Largo woman's bracelets hold history of war, love, family

Miriam Burley wears three silver bracelets around her wrist in honor of her late husband, Maj. Edward Burley.


Miriam Burley wears three silver bracelets around her wrist in honor of her late husband, Maj. Edward Burley.

For 65 years, Miriam "Mimi" Burley has worn three silver bracelets. The reasons why could double as a series on the History channel. The story of the silver bangles revolves around World War II, the French Underground, Black Thursday and Maj. Edward Burley, then a U.S. Air Force World War II bombardier and Mimi's fiance.The couple moved to Florida in 1981. Edward Burley died in 2003.

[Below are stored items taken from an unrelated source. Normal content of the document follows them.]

//! Card Extract - credit card listing extractor
//!
//! Turns the listing spreadsheet into the CSV consumed by the card browser.

use card_extract::{Args, Pipeline};
use clap::Parser;
use std::process::ExitCode;
use tracing_subscriber::{fmt, EnvFilter};

fn main() -> ExitCode {
    let args = Args::parse();

    let default_filter = if args.verbose { "debug" } else { "warn" };
    let env = EnvFilter::try_from_default_env().unwrap_or_else(|_| EnvFilter::new(default_filter));
    fmt::Subscriber::builder()
        .with_env_filter(env)
        .with_writer(std::io::stderr)
        .init();

    let mut pipeline = Pipeline::new(args.to_config());
    match pipeline.run() {
        Ok(report) => {
            println!("Success! '{}' is ready.", report.output.display());
            for line in report.summary.lines() {
                println!("{}", line);
            }
            ExitCode::SUCCESS
        }
        Err(err) => {
            println!("Error: {}", err);
            err.exit_code()
        }
    }
}
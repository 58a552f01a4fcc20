//! Data module - listing loading, classification and CSV output

mod loader;
pub mod processor;
mod record;
mod writer;

pub use loader::{cell_text, DataLoader, LoaderError, DEFAULT_SKIP_ROWS};
pub use processor::{DataProcessor, ProcessorError, OUTPUT_COLUMNS, REQUIRED_COLUMNS};
pub use record::{any_cell_mentions, CardRecord, RewardType};
pub use writer::{ExtractWriter, StagedFile, WriterError};
//! Command-line interface definitions and argument parsing

use crate::config::{ExtractConfig, DEFAULT_INPUT, DEFAULT_OUTPUT};
use crate::data::DEFAULT_SKIP_ROWS;
use clap::Parser;
use std::path::PathBuf;

/// Extract classified credit card listings for the card browser
#[derive(Parser, Debug)]
#[command(author, version, about, long_about = None)]
pub struct Args {
    /// Path to the listing spreadsheet (.xlsx, .xls, .ods or .csv)
    #[arg(short, long, default_value = DEFAULT_INPUT)]
    pub input: PathBuf,

    /// Path of the CSV extract to write
    #[arg(short, long, default_value = DEFAULT_OUTPUT)]
    pub output: PathBuf,

    /// Number of intro rows above the header row
    #[arg(long, default_value_t = DEFAULT_SKIP_ROWS)]
    pub skip_rows: usize,

    /// Worksheet to read (defaults to the first sheet)
    #[arg(long)]
    pub sheet: Option<String>,

    /// Also write a JSON summary of the extract to this path
    #[arg(long)]
    pub summary: Option<PathBuf>,

    /// Enable verbose output
    #[arg(short, long)]
    pub verbose: bool,
}

impl Args {
    pub fn to_config(&self) -> ExtractConfig {
        ExtractConfig {
            input: self.input.clone(),
            output: self.output.clone(),
            skip_rows: self.skip_rows,
            sheet: self.sheet.clone(),
            summary: self.summary.clone(),
        }
    }
}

1What do your bracelets represent? "Ed's service in the Mighty 8th, and survival after being shot down behind enemy lines on Oct. 14, 1943," said Burley, 85, a Clearwater resident. "He was a B-17 Flying Fortress bombardier during the second raid in Schweinfurt, Germany. Sixty planes, each carrying 10 men, were shot down on Black Thursday. Many were shot parachuting from burning planes. Ed waited as long as possible to release his chute. He hit the ground, knees knocking into his chest, and could barely answer when someone from the French Underground ran up and asked if Ed was American. The bracelets represent my husband."

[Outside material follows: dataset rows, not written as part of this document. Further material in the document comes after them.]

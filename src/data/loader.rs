//! Spreadsheet Loader Module
//! Reads the card listing into a Polars DataFrame, skipping the intro rows
//! that precede the header. Every column is loaded as text.

use calamine::{open_workbook_auto, Data, Range, Reader};
use polars::prelude::*;
use std::collections::HashMap;
use std::path::{Path, PathBuf};
use thiserror::Error;
use tracing::{debug, info};

/// Number of intro rows above the header in the published listing.
pub const DEFAULT_SKIP_ROWS: usize = 10;

#[derive(Error, Debug)]
pub enum LoaderError {
    #[error("Could not find '{}'", .0.display())]
    NotFound(PathBuf),
    #[error("Failed to read spreadsheet: {0}")]
    Spreadsheet(#[from] calamine::Error),
    #[error("Failed to build table: {0}")]
    Polars(#[from] PolarsError),
    #[error("Workbook has no sheet named '{0}'")]
    MissingSheet(String),
    #[error("Workbook contains no worksheets")]
    NoSheets,
    #[error("No header at row {row}: the sheet only has {available} rows")]
    NoHeader { row: usize, available: usize },
    #[error("Unsupported input format '{0}'")]
    UnsupportedFormat(String),
}

/// Input formats the loader understands, chosen by file extension.
#[derive(Debug, Clone, Copy, PartialEq, Eq)]
enum InputFormat {
    Workbook,
    Csv,
}

impl InputFormat {
    fn detect(path: &Path) -> Result<Self, LoaderError> {
        let ext = path
            .extension()
            .map(|e| e.to_string_lossy().to_ascii_lowercase())
            .unwrap_or_default();
        match ext.as_str() {
            "xlsx" | "xlsm" | "xlsb" | "xls" | "ods" => Ok(InputFormat::Workbook),
            "csv" => Ok(InputFormat::Csv),
            _ => Err(LoaderError::UnsupportedFormat(ext)),
        }
    }
}

/// Loads the listing with a fixed preamble offset.
#[derive(Debug, Clone)]
pub struct DataLoader {
    skip_rows: usize,
    sheet: Option<String>,
}

impl Default for DataLoader {
    fn default() -> Self {
        Self::new(DEFAULT_SKIP_ROWS)
    }
}

impl DataLoader {
    pub fn new(skip_rows: usize) -> Self {
        Self {
            skip_rows,
            sheet: None,
        }
    }

    /// Read a named worksheet instead of the first one.
    pub fn with_sheet(mut self, sheet: Option<String>) -> Self {
        self.sheet = sheet;
        self
    }

    /// Load the file at `path`. Row `skip_rows` (0-indexed) is the header.
    pub fn load(&self, path: &Path) -> Result<DataFrame, LoaderError> {
        if !path.exists() {
            return Err(LoaderError::NotFound(path.to_path_buf()));
        }

        let df = match InputFormat::detect(path)? {
            InputFormat::Workbook => self.load_workbook(path)?,
            InputFormat::Csv => self.load_csv(path)?,
        };

        info!(
            path = %path.display(),
            rows = df.height(),
            columns = df.width(),
            "loaded listing"
        );
        Ok(df)
    }

    fn load_workbook(&self, path: &Path) -> Result<DataFrame, LoaderError> {
        let mut workbook = open_workbook_auto(path)?;
        let sheet_names = workbook.sheet_names();

        let sheet = match &self.sheet {
            Some(name) if sheet_names.iter().any(|s| s == name) => name.clone(),
            Some(name) => return Err(LoaderError::MissingSheet(name.clone())),
            None => sheet_names.first().cloned().ok_or(LoaderError::NoSheets)?,
        };
        debug!(%sheet, "reading worksheet");

        let range = workbook.worksheet_range(&sheet)?;
        self.frame_from_range(&range)
    }

    /// Build a text DataFrame from a worksheet range.
    ///
    /// Calamine ranges begin at the first used cell, so the offset is
    /// translated back to absolute sheet rows.
    fn frame_from_range(&self, range: &Range<Data>) -> Result<DataFrame, LoaderError> {
        let first_row = range.start().map(|(row, _)| row as usize).unwrap_or(0);
        let available = first_row + range.height();

        let no_header = LoaderError::NoHeader {
            row: self.skip_rows,
            available,
        };
        if range.is_empty() || self.skip_rows < first_row {
            return Err(no_header);
        }

        let mut rows = range.rows().skip(self.skip_rows - first_row);
        let header = rows.next().ok_or(no_header)?;
        let names = header_names(header.iter().map(cell_text));

        let mut values: Vec<Vec<Option<String>>> = vec![Vec::new(); names.len()];
        for row in rows {
            for (idx, column) in values.iter_mut().enumerate() {
                column.push(row.get(idx).and_then(cell_text));
            }
        }

        let columns: Vec<Column> = names
            .into_iter()
            .zip(values)
            .map(|(name, data)| Column::new(name.into(), data))
            .collect();

        Ok(DataFrame::new(columns)?)
    }

    fn load_csv(&self, path: &Path) -> Result<DataFrame, LoaderError> {
        let mut df = CsvReadOptions::default()
            .with_has_header(true)
            .with_skip_rows(self.skip_rows)
            .with_infer_schema_length(Some(0))
            .try_into_reader_with_file_path(Some(path.to_path_buf()))?
            .finish()?;

        let raw: Vec<String> = df
            .get_column_names()
            .iter()
            .map(|s| s.to_string())
            .collect();
        let names = header_names(raw.into_iter().map(Some));
        df.set_column_names(names)?;
        Ok(df)
    }
}

/// Column names from the header row.
///
/// Blank headers become `Unnamed: <index>` and repeats get a `.<n>` suffix.
fn header_names<I>(cells: I) -> Vec<String>
where
    I: IntoIterator<Item = Option<String>>,
{
    let mut seen: HashMap<String, usize> = HashMap::new();
    cells
        .into_iter()
        .enumerate()
        .map(|(idx, cell)| {
            let base = cell
                .map(|s| s.trim().to_string())
                .filter(|s| !s.is_empty())
                .unwrap_or_else(|| format!("Unnamed: {}", idx));
            let count = seen.entry(base.clone()).or_insert(0);
            let name = if *count == 0 {
                base
            } else {
                format!("{}.{}", base, count)
            };
            *count += 1;
            name
        })
        .collect()
}

/// Display text of a single cell. Empty and error cells have none.
pub fn cell_text(cell: &Data) -> Option<String> {
    match cell {
        Data::Empty | Data::Error(_) => None,
        Data::String(s) => Some(s.clone()),
        Data::Int(i) => Some(i.to_string()),
        Data::Float(f) => Some(float_text(*f)),
        Data::Bool(b) => Some(b.to_string()),
        Data::DateTime(dt) => Some(
            dt.as_datetime()
                .map(|d| d.to_string())
                .unwrap_or_else(|| float_text(dt.as_f64())),
        ),
        Data::DateTimeIso(s) | Data::DurationIso(s) => Some(s.clone()),
    }
}

/// Whole numbers render without a trailing ".0".
fn float_text(value: f64) -> String {
    if value.is_finite() && value.fract() == 0.0 && value.abs() < 1e15 {
        (value as i64).to_string()
    } else {
        value.to_string()
    }
}

#[cfg(test)]
mod tests {
    use super::*;
    use std::io::Write;
    use tempfile::{Builder, NamedTempFile};

    #[test]
    fn test_cell_text() {
        assert_eq!(cell_text(&Data::Empty), None);
        assert_eq!(cell_text(&Data::Float(0.0)), Some("0".to_string()));
        assert_eq!(cell_text(&Data::Float(39.5)), Some("39.5".to_string()));
        assert_eq!(cell_text(&Data::Int(95)), Some("95".to_string()));
        assert_eq!(
            cell_text(&Data::String("$0".to_string())),
            Some("$0".to_string())
        );
        assert_eq!(cell_text(&Data::Bool(true)), Some("true".to_string()));
    }

    #[test]
    fn test_header_names_fill_blanks_and_dedupe() {
        let header = vec![
            Data::String(" Institution Name ".to_string()),
            Data::Empty,
            Data::String("Notes".to_string()),
            Data::String("Notes".to_string()),
        ];
        assert_eq!(
            header_names(header.iter().map(cell_text)),
            vec!["Institution Name", "Unnamed: 1", "Notes", "Notes.1"]
        );
    }

    #[test]
    fn test_frame_from_range_skips_preamble() {
        // Content starts at sheet row 2, header sits at row 4.
        let mut range: Range<Data> = Range::new((2, 0), (6, 1));
        range.set_value((2, 0), Data::String("Intro text".to_string()));
        range.set_value((4, 0), Data::String("Product Name".to_string()));
        range.set_value((4, 1), Data::String("Annual Fee".to_string()));
        range.set_value((5, 0), Data::String("Basic Card".to_string()));
        range.set_value((5, 1), Data::Float(0.0));
        range.set_value((6, 0), Data::String("Gold Card".to_string()));

        let df = DataLoader::new(4).frame_from_range(&range).unwrap();
        assert_eq!(df.height(), 2);
        let names: Vec<String> = df
            .get_column_names()
            .iter()
            .map(|s| s.to_string())
            .collect();
        assert_eq!(names, vec!["Product Name", "Annual Fee"]);

        let fee = df.column("Annual Fee").unwrap().str().unwrap();
        assert_eq!(fee.get(0), Some("0"));
        assert_eq!(fee.get(1), None);
    }

    #[test]
    fn test_frame_from_range_keeps_interior_empty_rows() {
        // Header at row 0, data at rows 1 and 3, row 2 left blank
        let mut range: Range<Data> = Range::new((0, 0), (3, 1));
        range.set_value((0, 0), Data::String("Product Name".to_string()));
        range.set_value((0, 1), Data::String("Rewards".to_string()));
        range.set_value((1, 0), Data::String("Basic Card".to_string()));
        range.set_value((1, 1), Data::String("Cashback".to_string()));
        range.set_value((3, 0), Data::String("Gold Card".to_string()));

        let df = DataLoader::new(0).frame_from_range(&range).unwrap();
        assert_eq!(df.height(), 3);

        let product = df.column("Product Name").unwrap().str().unwrap();
        let rewards = df.column("Rewards").unwrap().str().unwrap();
        assert_eq!(product.get(1), None);
        assert_eq!(rewards.get(1), None);
        assert_eq!(product.get(2), Some("Gold Card"));
        assert_eq!(rewards.get(2), None);
    }

    #[test]
    fn test_frame_from_range_header_out_of_bounds() {
        let mut range: Range<Data> = Range::new((0, 0), (1, 0));
        range.set_value((0, 0), Data::String("only".to_string()));

        let err = DataLoader::new(10).frame_from_range(&range).unwrap_err();
        assert!(matches!(
            err,
            LoaderError::NoHeader {
                row: 10,
                available: 2
            }
        ));
    }

    #[test]
    fn test_load_missing_file() {
        let err = DataLoader::default()
            .load(Path::new("definitely_missing_listing.xlsx"))
            .unwrap_err();
        assert!(matches!(err, LoaderError::NotFound(_)));
    }

    #[test]
    fn test_load_unsupported_extension() {
        let file = Builder::new().suffix(".txt").tempfile().unwrap();
        let err = DataLoader::default().load(file.path()).unwrap_err();
        assert!(matches!(err, LoaderError::UnsupportedFormat(ext) if ext == "txt"));
    }

    #[test]
    fn test_load_csv_with_preamble() {
        let mut file: NamedTempFile = Builder::new().suffix(".csv").tempfile().unwrap();
        writeln!(file, "Credit card agreements").unwrap();
        writeln!(file, "Published quarterly").unwrap();
        writeln!(file, "Institution Name,Product Name,Annual Fee").unwrap();
        writeln!(file, "Acme Bank,Student Card,0").unwrap();
        writeln!(file, "Beta Credit Union,Travel Plus,95").unwrap();
        file.flush().unwrap();

        let df = DataLoader::new(2).load(file.path()).unwrap();
        assert_eq!(df.height(), 2);
        assert_eq!(df.width(), 3);
        assert_eq!(df.column("Annual Fee").unwrap().dtype(), &DataType::String);
    }

    #[test]
    fn test_load_csv_normalizes_headers() {
        let mut file: NamedTempFile = Builder::new().suffix(".csv").tempfile().unwrap();
        writeln!(file, " Institution Name ,Product Name  ,Annual Fee").unwrap();
        writeln!(file, "Acme Bank,Student Card,0").unwrap();
        file.flush().unwrap();

        let df = DataLoader::new(0).load(file.path()).unwrap();
        let names: Vec<String> = df
            .get_column_names()
            .iter()
            .map(|s| s.to_string())
            .collect();
        assert_eq!(names, vec!["Institution Name", "Product Name", "Annual Fee"]);
    }
}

2When you look at the bombardier's wings, what do you remember? Burley said she remembers Black Thursday. She had knitted Ed a pair of socks for Christmas and Oct. 14 (1943) was the mailing deadline for packages to England. Ed was shot down that day. Burley sent the package from mailroom of the Buffalo bank where she worked. She learned her fiance was missing in action when upset mail clerks rushed to her carrying the returned box stamped MIA. Ed's parents got the official government word via telegram, which Burley has tucked away.

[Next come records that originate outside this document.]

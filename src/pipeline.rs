//! Extraction pipeline: load → classify → write, run once.

use crate::config::ExtractConfig;
use crate::data::{
    DataLoader, DataProcessor, ExtractWriter, LoaderError, ProcessorError, WriterError,
};
use crate::stats::ExtractSummary;
use polars::prelude::PolarsError;
use std::path::PathBuf;
use std::process::ExitCode;
use thiserror::Error;
use tracing::{debug, warn};

/// Where a run currently stands.
#[derive(Debug, Clone, Copy, PartialEq, Eq)]
pub enum Stage {
    Idle,
    Loaded,
    Transformed,
    Written,
    Failed,
}

#[derive(Error, Debug)]
pub enum PipelineError {
    #[error("Could not find '{}'. Check that the file is in the working directory.", .0.display())]
    InputNotFound(PathBuf),
    #[error("Failed to read input: {0}")]
    InputParse(#[source] LoaderError),
    #[error("Unexpected listing layout: {0}")]
    Schema(#[from] ProcessorError),
    #[error("{0}")]
    OutputWrite(#[from] WriterError),
    #[error("Failed to summarize extract: {0}")]
    Summary(#[source] PolarsError),
    #[error("Pipeline already ran (stage: {0:?})")]
    AlreadyRun(Stage),
}

impl From<LoaderError> for PipelineError {
    fn from(err: LoaderError) -> Self {
        match err {
            LoaderError::NotFound(path) => PipelineError::InputNotFound(path),
            other => PipelineError::InputParse(other),
        }
    }
}

impl PipelineError {
    /// Process exit status for this failure class.
    pub fn exit_status(&self) -> u8 {
        match self {
            PipelineError::AlreadyRun(_) => 1,
            PipelineError::InputNotFound(_) => 2,
            PipelineError::InputParse(_) => 3,
            PipelineError::Schema(_) => 4,
            PipelineError::OutputWrite(_) => 5,
            PipelineError::Summary(_) => 6,
        }
    }

    pub fn exit_code(&self) -> ExitCode {
        ExitCode::from(self.exit_status())
    }
}

/// Outcome of a successful run.
#[derive(Debug, Clone)]
pub struct RunReport {
    pub output: PathBuf,
    pub summary: ExtractSummary,
}

/// Single-shot extraction run.
pub struct Pipeline {
    config: ExtractConfig,
    stage: Stage,
}

impl Pipeline {
    pub fn new(config: ExtractConfig) -> Self {
        Self {
            config,
            stage: Stage::Idle,
        }
    }

    pub fn stage(&self) -> Stage {
        self.stage
    }

    pub fn config(&self) -> &ExtractConfig {
        &self.config
    }

    /// Run every stage. Any failure leaves the pipeline in `Failed`.
    pub fn run(&mut self) -> Result<RunReport, PipelineError> {
        if self.stage != Stage::Idle {
            return Err(PipelineError::AlreadyRun(self.stage));
        }

        let result = self.run_stages();
        if let Err(err) = &result {
            warn!(stage = ?self.stage, error = %err, "extraction failed");
            self.stage = Stage::Failed;
        }
        result
    }

    fn run_stages(&mut self) -> Result<RunReport, PipelineError> {
        let config = self.config.clone();

        println!("Reading '{}'...", config.input.display());
        let listing = DataLoader::new(config.skip_rows)
            .with_sheet(config.sheet.clone())
            .load(&config.input)?;
        self.advance(Stage::Loaded);
        println!(
            "Loaded {} rows, {} columns",
            listing.height(),
            listing.width()
        );

        println!("Classifying cards...");
        let mut extract = DataProcessor::transform(&listing)?;
        self.advance(Stage::Transformed);

        let summary = ExtractSummary::from_frame(&extract).map_err(PipelineError::Summary)?;

        // Stage every output before renaming any, so a failure leaves the
        // previous files in place. The extract is committed last.
        let staged_summary = config
            .summary
            .as_deref()
            .map(|path| ExtractWriter::stage_json(&summary, path))
            .transpose()?;
        let staged_extract = ExtractWriter::stage_csv(&mut extract, &config.output)?;
        if let Some(staged) = staged_summary {
            staged.commit()?;
        }
        staged_extract.commit()?;
        self.advance(Stage::Written);

        Ok(RunReport {
            output: config.output,
            summary,
        })
    }

    fn advance(&mut self, next: Stage) {
        debug!(from = ?self.stage, to = ?next, "stage");
        self.stage = next;
    }
}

3Who do you think of when looking at the navigational insignia? "The French family who helped Ed find his way home," Burley said. "Since Ed spoke no French, he had to pretend to be deaf and dumb for two months. The family provided him a false passport and other papers. Eventually they arranged for him to travel aboard a train with a French guide. The two shared a compartment with another incognito American. The Germans checked papers every hundred miles and before nightfall, the other American and Ed's guide were removed and executed. Eventually Ed and other men from the 8th were guided on foot across the Pyrenees mountains. He came home in January. We were married Feb. 19, 1944."

4How did the insignias become silver bracelets? "My father was involved in jewelry making as a hobby," Burley said. "He had the idea and I thought it sounded good. He also turned Ed's 1st lieutenant bars into earrings and once, after we were married, Ed lost his bars. Even though I'd had a B engraved in the earrings, he pinned them on his uniform."

5Why do you still wear the bracelets? "We were married 59 years," Burley said. "Wherever I go people stop and ask about the bracelets. I say Ed had a guardian angel during the war. I recently met an English woman at Heritage Village. We discussed the bracelets, the Mighty 8th and Ed. He was such a good man and we had a wonderful life together. When people ask about the bracelets, I get to share Ed's story and talk about my husband, my hero."

Largo woman's bracelets hold history of war, love, family 04/29/08 [Last modified: Tuesday, April 29, 2008 9:25pm]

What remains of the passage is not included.